Well, I’ve lived much longer in England than I lived on the continent but I still feel foreign, foreign to a certain extent, language most probably, I don’t know. I feel a little bit odd among our friends. They are very nice but I feel the odd one out.

King Edward the 8th came to visit Zinner [the shop where LP modelled lingerie] and of course we were all stunned when we saw him. He was very charming. And he bought beautiful nightdresses - they were very, very expensive, and we thought, well, he must have somebody there to buy that for! And we were all staring at him, because they were with handwork and pure silk – they were really absolutely exquisite. And he bought quite a bit there. When I modelled lingerie, I didn’t have to undress, you always had a dressing gown around and you just opened the dressing gown. But it was quite something.

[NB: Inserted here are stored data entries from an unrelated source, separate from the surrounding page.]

// ABOUTME: User account storage with academic profiles, aggregate stats and activity logs
// ABOUTME: Handles fixture account creation and pattern-based cleanup of synthetic users
//
// SPDX-License-Identifier: MIT OR Apache-2.0
// Copyright (c) 2025 Pierre Fitness Intelligence

use super::Database;
use crate::errors::{AppError, AppResult};
use crate::models::{ActivityType, NewUser, UserRole, UserStats};
use chrono::{DateTime, Utc};
use serde::{Deserialize, Serialize};
use sqlx::sqlite::SqliteRow;
use sqlx::Row;

/// Account fields needed by the seeders
#[derive(Debug, Clone, PartialEq, Eq, Serialize, Deserialize)]
pub struct UserRecord {
    /// Row id
    pub id: i64,
    /// Display name
    pub name: String,
    /// Unique email
    pub email: String,
    /// Account role
    pub role: UserRole,
    /// Account enabled
    pub is_active: bool,
}

impl Database {
    /// Create users and their dependent tables
    ///
    /// # Errors
    ///
    /// Returns an error if:
    /// - The database schema migration fails
    /// - Table creation fails
    /// - Index creation fails
    pub(super) async fn migrate_users(&self) -> AppResult<()> {
        self.execute_schema(&[
            r"
            CREATE TABLE IF NOT EXISTS users (
                id INTEGER PRIMARY KEY,
                name TEXT NOT NULL,
                email TEXT NOT NULL UNIQUE,
                password_hash TEXT NOT NULL,
                role TEXT NOT NULL DEFAULT 'student' CHECK (role IN ('student', 'teacher', 'admin')),
                is_active BOOLEAN NOT NULL DEFAULT 1,
                email_verified_at DATETIME,
                created_at DATETIME NOT NULL
            )
            ",
            r"
            CREATE TABLE IF NOT EXISTS user_academic_profiles (
                user_id INTEGER PRIMARY KEY REFERENCES users(id) ON DELETE CASCADE,
                academic_phase_id INTEGER NOT NULL REFERENCES academic_phases(id) ON DELETE CASCADE,
                academic_year_id INTEGER NOT NULL REFERENCES academic_years(id) ON DELETE CASCADE,
                academic_stream_id INTEGER REFERENCES academic_streams(id) ON DELETE SET NULL
            )
            ",
            r"
            CREATE TABLE IF NOT EXISTS user_stats (
                user_id INTEGER PRIMARY KEY REFERENCES users(id) ON DELETE CASCADE,
                total_study_minutes INTEGER NOT NULL DEFAULT 0,
                total_sessions INTEGER NOT NULL DEFAULT 0,
                total_sessions_completed INTEGER NOT NULL DEFAULT 0,
                total_contents_completed INTEGER NOT NULL DEFAULT 0,
                total_quizzes_taken INTEGER NOT NULL DEFAULT 0,
                total_quizzes_completed INTEGER NOT NULL DEFAULT 0,
                total_quizzes_passed INTEGER NOT NULL DEFAULT 0,
                average_quiz_score INTEGER NOT NULL DEFAULT 0,
                total_simulations_completed INTEGER NOT NULL DEFAULT 0,
                total_content_viewed INTEGER NOT NULL DEFAULT 0,
                average_daily_study_minutes INTEGER NOT NULL DEFAULT 0,
                current_week_minutes INTEGER NOT NULL DEFAULT 0,
                current_month_minutes INTEGER NOT NULL DEFAULT 0,
                current_streak_days INTEGER NOT NULL DEFAULT 0,
                longest_streak_days INTEGER NOT NULL DEFAULT 0,
                last_study_date DATETIME,
                level INTEGER NOT NULL DEFAULT 1,
                experience_points INTEGER NOT NULL DEFAULT 0,
                gamification_points INTEGER NOT NULL DEFAULT 0,
                total_achievements_unlocked INTEGER NOT NULL DEFAULT 0
            )
            ",
            r"
            CREATE TABLE IF NOT EXISTS user_activity_logs (
                id INTEGER PRIMARY KEY,
                user_id INTEGER NOT NULL REFERENCES users(id) ON DELETE CASCADE,
                activity_type TEXT NOT NULL,
                description TEXT,
                ip_address TEXT,
                user_agent TEXT,
                created_at DATETIME NOT NULL
            )
            ",
            "CREATE INDEX IF NOT EXISTS idx_users_role ON users(role)",
            "CREATE INDEX IF NOT EXISTS idx_activity_logs_user ON user_activity_logs(user_id)",
        ])
        .await
    }

    /// Create a user account
    ///
    /// # Errors
    ///
    /// Returns `ResourceAlreadyExists` if the email is taken, or a database error
    pub async fn create_user(&self, user: &NewUser) -> AppResult<i64> {
        let result = sqlx::query(
            r"
            INSERT INTO users (name, email, password_hash, role, is_active, email_verified_at, created_at)
            VALUES (?1, ?2, ?3, ?4, ?5, ?6, ?7)
            ",
        )
        .bind(&user.name)
        .bind(&user.email)
        .bind(&user.password_hash)
        .bind(user.role.as_str())
        .bind(user.is_active)
        .bind(user.email_verified_at)
        .bind(user.created_at)
        .execute(&self.pool)
        .await
        .map_err(|e| AppError::from(e).with_resource_id(user.email.clone()))?;

        Ok(result.last_insert_rowid())
    }

    /// Get a user by email
    ///
    /// # Errors
    ///
    /// Returns an error if the database query fails
    pub async fn get_user_by_email(&self, email: &str) -> AppResult<Option<UserRecord>> {
        let row = sqlx::query("SELECT id, name, email, role, is_active FROM users WHERE email = ?1")
            .bind(email)
            .fetch_optional(&self.pool)
            .await
            .map_err(|e| AppError::database(format!("Failed to get user by email: {e}")))?;

        Ok(row.as_ref().map(user_from_row))
    }

    /// First account holding one of `roles`, oldest first
    ///
    /// # Errors
    ///
    /// Returns an error if the database query fails
    pub async fn find_first_user_with_roles(
        &self,
        roles: &[UserRole],
    ) -> AppResult<Option<UserRecord>> {
        if roles.is_empty() {
            return Ok(None);
        }
        let placeholders = (1..=roles.len())
            .map(|i| format!("?{i}"))
            .collect::<Vec<_>>()
            .join(", ");
        let sql = format!(
            "SELECT id, name, email, role, is_active FROM users WHERE role IN ({placeholders}) ORDER BY id LIMIT 1"
        );
        let mut query = sqlx::query(&sql);
        for role in roles {
            query = query.bind(role.as_str());
        }
        let row = query
            .fetch_optional(&self.pool)
            .await
            .map_err(|e| AppError::database(format!("Failed to find staff user: {e}")))?;

        Ok(row.as_ref().map(user_from_row))
    }

    /// Up to `limit` accounts with `role`, oldest first
    ///
    /// # Errors
    ///
    /// Returns an error if the database query fails
    pub async fn list_users_with_role(
        &self,
        role: UserRole,
        limit: u32,
    ) -> AppResult<Vec<UserRecord>> {
        let rows = sqlx::query(
            r"
            SELECT id, name, email, role, is_active
            FROM users
            WHERE role = ?1
            ORDER BY id
            LIMIT ?2
            ",
        )
        .bind(role.as_str())
        .bind(i64::from(limit))
        .fetch_all(&self.pool)
        .await
        .map_err(|e| AppError::database(format!("Failed to list {} users: {e}", role.as_str())))?;

        Ok(rows.iter().map(user_from_row).collect())
    }

    /// Delete users whose email matches a `LIKE` pattern
    ///
    /// # Errors
    ///
    /// Returns an error if the database operation fails
    pub async fn delete_users_matching(&self, email_pattern: &str) -> AppResult<u64> {
        let result = sqlx::query("DELETE FROM users WHERE email LIKE ?1")
            .bind(email_pattern)
            .execute(&self.pool)
            .await
            .map_err(|e| AppError::database(format!("Failed to delete users: {e}")))?;

        Ok(result.rows_affected())
    }

    /// Record a user's academic placement
    ///
    /// # Errors
    ///
    /// Returns an error if the database operation fails
    pub async fn upsert_academic_profile(
        &self,
        user_id: i64,
        phase_id: i64,
        year_id: i64,
        stream_id: Option<i64>,
    ) -> AppResult<()> {
        sqlx::query(
            r"
            INSERT INTO user_academic_profiles (user_id, academic_phase_id, academic_year_id, academic_stream_id)
            VALUES (?1, ?2, ?3, ?4)
            ON CONFLICT(user_id) DO UPDATE SET
                academic_phase_id = excluded.academic_phase_id,
                academic_year_id = excluded.academic_year_id,
                academic_stream_id = excluded.academic_stream_id
            ",
        )
        .bind(user_id)
        .bind(phase_id)
        .bind(year_id)
        .bind(stream_id)
        .execute(&self.pool)
        .await
        .map_err(|e| AppError::database(format!("Failed to save academic profile: {e}")))?;

        Ok(())
    }

    /// Store the aggregate statistics row of a user
    ///
    /// # Errors
    ///
    /// Returns `InvalidInput` if the stats break a cross-field rule, or a database error
    pub async fn insert_user_stats(&self, user_id: i64, stats: &UserStats) -> AppResult<()> {
        stats.validate()?;

        sqlx::query(
            r"
            INSERT INTO user_stats (
                user_id, total_study_minutes, total_sessions, total_sessions_completed,
                total_contents_completed, total_quizzes_taken, total_quizzes_completed,
                total_quizzes_passed, average_quiz_score, total_simulations_completed,
                total_content_viewed, average_daily_study_minutes, current_week_minutes,
                current_month_minutes, current_streak_days, longest_streak_days, last_study_date,
                level, experience_points, gamification_points, total_achievements_unlocked
            )
            VALUES (?1, ?2, ?3, ?4, ?5, ?6, ?7, ?8, ?9, ?10, ?11, ?12, ?13, ?14, ?15, ?16, ?17, ?18, ?19, ?20, ?21)
            ",
        )
        .bind(user_id)
        .bind(i64::from(stats.total_study_minutes))
        .bind(i64::from(stats.total_sessions))
        .bind(i64::from(stats.total_sessions_completed))
        .bind(i64::from(stats.total_contents_completed))
        .bind(i64::from(stats.total_quizzes_taken))
        .bind(i64::from(stats.total_quizzes_completed))
        .bind(i64::from(stats.total_quizzes_passed))
        .bind(i64::from(stats.average_quiz_score))
        .bind(i64::from(stats.total_simulations_completed))
        .bind(i64::from(stats.total_content_viewed))
        .bind(i64::from(stats.average_daily_study_minutes))
        .bind(i64::from(stats.current_week_minutes))
        .bind(i64::from(stats.current_month_minutes))
        .bind(i64::from(stats.current_streak_days))
        .bind(i64::from(stats.longest_streak_days))
        .bind(stats.last_study_date)
        .bind(i64::from(stats.level))
        .bind(stats.experience_points as i64)
        .bind(stats.gamification_points as i64)
        .bind(i64::from(stats.total_achievements_unlocked))
        .execute(&self.pool)
        .await
        .map_err(|e| AppError::database(format!("Failed to insert user stats: {e}")))?;

        Ok(())
    }

    /// Read every stored stats row
    ///
    /// # Errors
    ///
    /// Returns an error if the database query fails
    pub async fn list_user_stats(&self) -> AppResult<Vec<UserStats>> {
        let rows = sqlx::query("SELECT * FROM user_stats ORDER BY user_id")
            .fetch_all(&self.pool)
            .await
            .map_err(|e| AppError::database(format!("Failed to list user stats: {e}")))?;

        Ok(rows.iter().map(stats_from_row).collect())
    }

    /// Append an activity log entry
    ///
    /// # Errors
    ///
    /// Returns an error if the database operation fails
    pub async fn insert_activity_log(
        &self,
        user_id: i64,
        activity_type: ActivityType,
        description: &str,
        ip_address: &str,
        user_agent: &str,
        created_at: DateTime<Utc>,
    ) -> AppResult<i64> {
        let result = sqlx::query(
            r"
            INSERT INTO user_activity_logs (user_id, activity_type, description, ip_address, user_agent, created_at)
            VALUES (?1, ?2, ?3, ?4, ?5, ?6)
            ",
        )
        .bind(user_id)
        .bind(activity_type.as_str())
        .bind(description)
        .bind(ip_address)
        .bind(user_agent)
        .bind(created_at)
        .execute(&self.pool)
        .await
        .map_err(|e| AppError::database(format!("Failed to insert activity log: {e}")))?;

        Ok(result.last_insert_rowid())
    }
}

fn user_from_row(row: &SqliteRow) -> UserRecord {
    let role: String = row.get("role");
    UserRecord {
        id: row.get("id"),
        name: row.get("name"),
        email: row.get("email"),
        role: UserRole::parse(&role),
        is_active: row.get("is_active"),
    }
}

fn counter(row: &SqliteRow, column: &str) -> u32 {
    let value: i64 = row.get(column);
    u32::try_from(value).unwrap_or_default()
}

fn stats_from_row(row: &SqliteRow) -> UserStats {
    let experience_points: i64 = row.get("experience_points");
    let gamification_points: i64 = row.get("gamification_points");
    UserStats {
        total_study_minutes: counter(row, "total_study_minutes"),
        total_sessions: counter(row, "total_sessions"),
        total_sessions_completed: counter(row, "total_sessions_completed"),
        total_contents_completed: counter(row, "total_contents_completed"),
        total_quizzes_taken: counter(row, "total_quizzes_taken"),
        total_quizzes_completed: counter(row, "total_quizzes_completed"),
        total_quizzes_passed: counter(row, "total_quizzes_passed"),
        average_quiz_score: counter(row, "average_quiz_score"),
        total_simulations_completed: counter(row, "total_simulations_completed"),
        total_content_viewed: counter(row, "total_content_viewed"),
        average_daily_study_minutes: counter(row, "average_daily_study_minutes"),
        current_week_minutes: counter(row, "current_week_minutes"),
        current_month_minutes: counter(row, "current_month_minutes"),
        current_streak_days: counter(row, "current_streak_days"),
        longest_streak_days: counter(row, "longest_streak_days"),
        last_study_date: row.get("last_study_date"),
        level: counter(row, "level"),
        experience_points: experience_points.max(0) as u64,
        gamification_points: gamification_points.max(0) as u64,
        total_achievements_unlocked: counter(row, "total_achievements_unlocked"),
    }
}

They were in a car, two Nazis. I knew already what that means, and I said,” Alright, I am Jewish”, because there was no point to deny it. And they said,” Get into the car”, and they took me to their Nazi headquarters, the Gestapo headquarters, where they were cleaning the building, they were decorating it or whatever, and they were just throwing water and mud all over the floor. They were all men, Jewish men, and I was the only girl, to clean it up. You couldn’t clean it up because every time we mopped it up they were pouring more mud on the floor, just to annoy us. And that went on and on. And there was one very nice Gestapo chap, a young fellow. When I saw the men, having the trousers all – I mean they were dressed, they were all probably picked up in the street like I was - I started laughing hysterically the whole time, like some people cried, like men were crying and god knows what and I was laughing, I couldn’t help laughing. So this Gestapo man came over to me, a young, very handsome chap, I remember, and he said,” Well, I will help you, if you come to my office I will talk with you”. And I thought,“ Oh god, what will he do”? Well, he wasn’t bad. He only kissed me and cuddled me. That’s all. And he said,“ I will promise you that when I get off duty, which will be about ten or eleven o’clock at night, I will give you a pass that you will be free”. And he did. And after spending this day there, I never saw any of the men again. Not one. They were perhaps 20 men at least there, and I was the only girl, and I got free.

The Gestapo came one day to our flat, before Crystal night. We had a big bookcase, they searched the flat. They couldn’t find anything. Because my mother, in the kitchen, she put the vegetable bag at the window of the kitchen, on the nail, she put a bag with vegetables, and the money and the jewellery was in that bag. So that’s how we have managed to have some money and jewellery at that time. But they threw all the books out of the window, every book. They said they’re communist books. They threw every book out of the window, to the backyard. Every one! And whatever they could find, I can’t remember. We couldn’t care less anymore; we were already by that time very low. And as long as they didn’t take us at that time, and just took their articles we were already satisfied, we didn’t say anything.